* WORK INSTRUCTIONS *
Some of the lines below need repeating. Reproduce exactly those between the lines holding "validators[1].fail(10).unwrap();" and "validators[2].recover(50).unwrap();", inclusive.

* INPUT *
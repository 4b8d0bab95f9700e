//! File I/O for the simulator's external interfaces. The block stream,
//! aggregated report, and faults report all carry an irregular tail
//! section (blank line + `key;value` config replay) that does not fit a
//! single regular CSV schema, so they are written with a plain buffered
//! writer, matching how the original tooling produced them. The monthly
//! report has a fixed, regular schema and is written with the `csv` crate.

use std::collections::BTreeSet;
use std::fs::File;
use std::io::{self, BufRead, BufReader, BufWriter, Write};
use std::path::Path;

use sim_analytics::MonthRow;
use sim_core::RunSummary;
use sim_types::{BlockRecord, FaultRecord, SimId, SimulationConfig, ValidatorId};

pub fn write_block_stream(path: &Path, records: &[BlockRecord]) -> io::Result<()> {
    let mut w = BufWriter::new(File::create(path)?);
    writeln!(w, "sim_id;timestamp;proposer_validator")?;
    for r in records {
        writeln!(w, "{};{};{}", r.sim_id, r.timestamp, r.proposer)?;
    }
    w.flush()
}

pub fn read_block_stream(path: &Path) -> io::Result<Vec<BlockRecord>> {
    let reader = BufReader::new(File::open(path)?);
    let mut out = Vec::new();
    for (i, line) in reader.lines().enumerate() {
        let line = line?;
        if i == 0 || line.trim().is_empty() {
            continue;
        }
        let mut parts = line.split(';');
        let (Some(sim_id), Some(ts), Some(proposer)) =
            (parts.next(), parts.next(), parts.next())
        else {
            continue;
        };
        let (Ok(sim_id), Ok(ts), Ok(proposer)) = (
            sim_id.parse::<u32>(),
            ts.parse::<i64>(),
            proposer.parse::<u32>(),
        ) else {
            continue;
        };
        out.push(BlockRecord {
            sim_id: SimId(sim_id),
            timestamp: ts,
            proposer: ValidatorId(proposer),
        });
    }
    Ok(out)
}

pub fn write_monthly_report(path: &Path, rows: &[MonthRow]) -> io::Result<()> {
    let mut w = csv::WriterBuilder::new()
        .has_headers(false)
        .from_path(path)
        .map_err(io::Error::other)?;
    w.write_record(["mes_id", "percentil99", "percentil99_9", "eficiencia"])
        .map_err(io::Error::other)?;
    for row in rows {
        w.write_record([
            row.month_id.to_string(),
            format_f64(row.p99),
            format_f64(row.p99_9),
            format!("{:.2}", row.efficiency),
        ])
        .map_err(io::Error::other)?;
    }
    w.flush()
}

fn format_f64(x: f64) -> String {
    if x.is_nan() {
        "N/A".to_string()
    } else {
        format!("{:.2}", x)
    }
}

pub fn write_aggregated_report(
    path: &Path,
    summaries: &[RunSummary],
    config: &SimulationConfig,
) -> io::Result<()> {
    let mut w = BufWriter::new(File::create(path)?);

    let mut intervals: BTreeSet<i64> = BTreeSet::new();
    for s in summaries {
        intervals.extend(s.interval_histogram.keys());
    }
    let intervals: Vec<i64> = intervals.into_iter().collect();

    write!(
        w,
        "sim_id;average_blocks_produced;average_blocks_percentage;minimum_blocks_produced;minimum_blocks_percentage"
    )?;
    for interval in &intervals {
        write!(w, ";interval_{}s", interval)?;
    }
    writeln!(w)?;

    let mut total_blocks = 0u64;
    for s in summaries {
        write!(
            w,
            "{};{:.4};{:.4};{};{:.4}",
            s.sim_id,
            s.average_blocks_per_validator,
            s.average_blocks_percentage,
            s.minimum_blocks_per_validator,
            s.minimum_blocks_percentage
        )?;
        for interval in &intervals {
            write!(w, ";{}", s.interval_histogram.get(interval).unwrap_or(&0))?;
        }
        writeln!(w)?;
        total_blocks += s.total_blocks;
    }

    writeln!(w)?;
    writeln!(w, "num_simulations;{}", config.num_simulations)?;
    writeln!(w, "simulation_duration_days;{}", config.simulation_duration_days)?;
    writeln!(w, "num_validators;{}", config.num_validators)?;
    writeln!(w, "block_time;{}", config.block_time)?;
    writeln!(w, "request_timeout;{}", config.request_timeout)?;
    writeln!(w, "T_fails_short_days;{}", config.t_fails_short_days)?;
    writeln!(w, "T_fails_long_days;{}", config.t_fails_long_days)?;
    writeln!(w, "total de blocos;{}", total_blocks)?;
    writeln!(
        w,
        "intervalos >= 15 minutos;{}",
        summaries.iter().map(|s| s.intervals_over_15_min).sum::<u64>()
    )?;
    writeln!(
        w,
        "intervalos >= 30 minutos;{}",
        summaries.iter().map(|s| s.intervals_over_30_min).sum::<u64>()
    )?;
    writeln!(
        w,
        "intervalos >= 60 minutos;{}",
        summaries.iter().map(|s| s.intervals_over_60_min).sum::<u64>()
    )?;
    writeln!(
        w,
        "intervalos >= 120 minutos;{}",
        summaries.iter().map(|s| s.intervals_over_120_min).sum::<u64>()
    )?;
    w.flush()
}

pub fn write_faults_report(
    path: &Path,
    records: &[FaultRecord],
    config: &SimulationConfig,
    mean_inoperability_pct: f64,
) -> io::Result<()> {
    let mut w = BufWriter::new(File::create(path)?);
    writeln!(w, "sim_id;timestamp;duration")?;
    for r in records {
        writeln!(w, "{};{};{}", r.sim_id, r.timestamp, r.duration)?;
    }
    writeln!(w)?;
    writeln!(w, "num_simulations;{}", config.num_simulations)?;
    writeln!(w, "T_fails_short_days;{}", config.t_fails_short_days)?;
    writeln!(w, "T_fails_long_days;{}", config.t_fails_long_days)?;
    writeln!(w, "mean_short_offline_minutes;{}", config.mean_short_offline_minutes)?;
    writeln!(w, "mean_long_offline_hours;{}", config.mean_long_offline_hours)?;
    writeln!(w, "simulation_duration_days;{}", config.simulation_duration_days)?;
    writeln!(w, "total_de_falhas;{}", records.len())?;
    writeln!(w, "percentual_medio_inoperancia;{:.6}", mean_inoperability_pct)?;
    w.flush()
}
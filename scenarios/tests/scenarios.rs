use sim_analytics::{EfficiencyMode, MonthlyAnalyzer, Reservoir};
use sim_core::Simulation;
use sim_types::{SimId, SimulationConfig};

fn base_config() -> SimulationConfig {
    SimulationConfig {
        num_simulations: 1,
        simulation_duration_days: 1.0,
        num_validators: 10,
        block_time: 5.0,
        request_timeout: 2.0,
        t_fails_short_days: 0.0,
        t_fails_long_days: 0.0,
        mean_short_offline_minutes: 5.0,
        mean_long_offline_hours: 12.0,
        reset_meeting_interval_in_hours: 24.0,
        adjust_meeting_interval_in_hours: None,
        adjust_procedure_interval_in_blocks: 0,
        adjust_procedure_call_failure_probability: 0.0,
        p_operator_absence: 0.0,
    }
}

/// S1. Happy path: 10 validators, 1 day, block_time=5s, no failures.
#[test]
fn s1_happy_path_produces_expected_block_count() {
    let config = base_config();
    let output = Simulation::new(SimId(1), config, 1).run().unwrap();
    assert_eq!(output.blocks.len(), 17281);
    assert!(output.blocks.windows(2).all(|w| w[1].timestamp - w[0].timestamp == 5));
}

/// S3. Quorum loss and reset: 4 validators, 3 fail simultaneously so
/// consensus quorum (1/4 online) is lost; the network-stopped predicate
/// fires, and the reset meeting clears the stall once operators attend.
#[test]
fn s3_quorum_loss_recovers_after_reset_meeting() {
    use sim_core::meetings::run_reset_meeting;
    use sim_core::quorum::{consensus_quorum_met, network_stopped};
    use sim_core::{SimRng, Validator};
    use sim_types::ValidatorId;

    let mut validators: Vec<Validator> = (0..4)
        .map(|i| Validator::new(ValidatorId(i), 1.0))
        .collect();
    validators[1].fail(10).unwrap();
    validators[2].fail(10).unwrap();
    validators[3].fail(10).unwrap();

    assert!(!consensus_quorum_met(&validators));
    assert!(network_stopped(&validators, 2));

    let mut rng = SimRng::from_seed(1);
    let outcome = run_reset_meeting(&mut validators, &mut rng, 2);
    // Reset quorum needs > 2/3 online AND present; with only 1 of 4
    // validators online, attendance alone cannot clear the stall.
    assert!(!outcome.reset_happened);
    assert_eq!(outcome.new_consecutive_failures, 2);

    // Once enough validators recover, the same meeting clears the stall.
    validators[1].recover(50).unwrap();
    validators[2].recover(50).unwrap();
    let outcome = run_reset_meeting(&mut validators, &mut rng, 2);
    assert!(outcome.reset_happened);
    assert_eq!(outcome.new_consecutive_failures, 0);
}

/// S4 (negative case). 7 validators, one persistently failing: 7 % 3 == 1
/// means the exclusion threshold is 2, so a single failing validator is
/// never evicted.
#[test]
fn s4_seven_validators_single_failure_never_excluded() {
    use sim_core::meetings::run_adjust_meeting;
    use sim_core::{SimRng, Validator};
    use sim_types::ValidatorId;

    let mut validators: Vec<Validator> = (0..7)
        .map(|i| Validator::new(ValidatorId(i), 1.0))
        .collect();
    validators[6].fail(0).unwrap();

    let mut rng = SimRng::from_seed(1);
    let outcome = run_adjust_meeting(&mut validators, &mut rng, 0);
    assert!(outcome.excluded.is_empty());
}

/// S4 (positive case). 8 validators, two persistently failing: 8 % 3 == 2
/// means the exclusion threshold is 1, so both are evicted.
#[test]
fn s4_eight_validators_two_failures_both_excluded() {
    use sim_core::meetings::run_adjust_meeting;
    use sim_core::{SimRng, Validator};
    use sim_types::ValidatorId;

    let mut validators: Vec<Validator> = (0..8)
        .map(|i| Validator::new(ValidatorId(i), 1.0))
        .collect();
    validators[6].fail(0).unwrap();
    validators[7].fail(0).unwrap();

    let mut rng = SimRng::from_seed(1);
    let outcome = run_adjust_meeting(&mut validators, &mut rng, 0);
    assert_eq!(outcome.excluded.len(), 2);
}

/// S5. Monthly analyzer: a cross-month interval is discarded, and
/// same-month efficiency reflects full coverage.
#[test]
fn s5_monthly_analyzer_discards_cross_month_interval() {
    use sim_types::{BlockRecord, ValidatorId};

    let mut analyzer = MonthlyAnalyzer::new(5.0, EfficiencyMode::SpanBased);
    let rec = |ts: i64| BlockRecord {
        sim_id: SimId(1),
        timestamp: ts,
        proposer: ValidatorId(0),
    };
    analyzer.record(&rec(0));
    analyzer.record(&rec(10));
    analyzer.record(&rec(2_592_005));

    let rows = analyzer.rows();
    assert_eq!(rows.len(), 2);
    assert_eq!(rows[0].efficiency, 100.0);
}

/// S6. Reservoir quantile: feeding 1..=10000 with capacity 10000 should
/// yield the exact P99 (within the reservoir's interpolation scheme).
#[test]
fn s6_reservoir_p99_matches_exact_quantile_at_full_capacity() {
    let mut reservoir = Reservoir::new(10_000, 1);
    for i in 1..=10_000u64 {
        reservoir.add(i as f64);
    }
    let p99 = reservoir.quantile(99.0);
    // rank = 0.99*(10000-1) = 9899.01 -> interpolates sorted[9899]=9900 and
    // sorted[9900]=9901, giving exactly 9900.01 - within spec S6's "~9901 (+-1)".
    assert!((p99 - 9900.01).abs() < 1e-9, "p99 was {p99}");
}

/// Determinism: same seed and config produce a bit-identical block stream.
#[test]
fn determinism_across_repeated_runs() {
    let config = base_config();
    let a = Simulation::new(SimId(1), config.clone(), 99).run().unwrap();
    let b = Simulation::new(SimId(1), config, 99).run().unwrap();
    assert_eq!(a.blocks.len(), b.blocks.len());
    for (x, y) in a.blocks.iter().zip(b.blocks.iter()) {
        assert_eq!(x.timestamp, y.timestamp);
        assert_eq!(x.proposer, y.proposer);
    }
}
//! Shared vocabulary for the BFT availability simulator: identifiers, wire
//! records, the simulation configuration schema, and the error taxonomy
//! every other crate in the workspace reports through.

pub mod config;
pub mod error;
pub mod ids;
pub mod records;

pub use config::SimulationConfig;
pub use error::{SimError, SimResult};
pub use ids::{SimId, ValidatorId};
pub use records::{BlockRecord, FaultRecord};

* TASK RESPONSE *
    validators[1].fail(10).unwrap();
    validators[2].fail(10).unwrap();
    validators[3].fail(10).unwrap();

    assert!(!consensus_quorum_met(&validators));
    assert!(network_stopped(&validators, 2));

    let mut rng = SimRng::from_seed(1);
    let outcome = run_reset_meeting(&mut validators, &mut rng, 2);
    // Reset quorum needs > 2/3 online AND present; with only 1 of 4
    // validators online, attendance alone cannot clear the stall.
    assert!(!outcome.reset_happened);
    assert_eq!(outcome.new_consecutive_failures, 2);

    // Once enough validators recover, the same meeting clears the stall.
    validators[1].recover(50).unwrap();
    validators[2].recover(50).unwrap();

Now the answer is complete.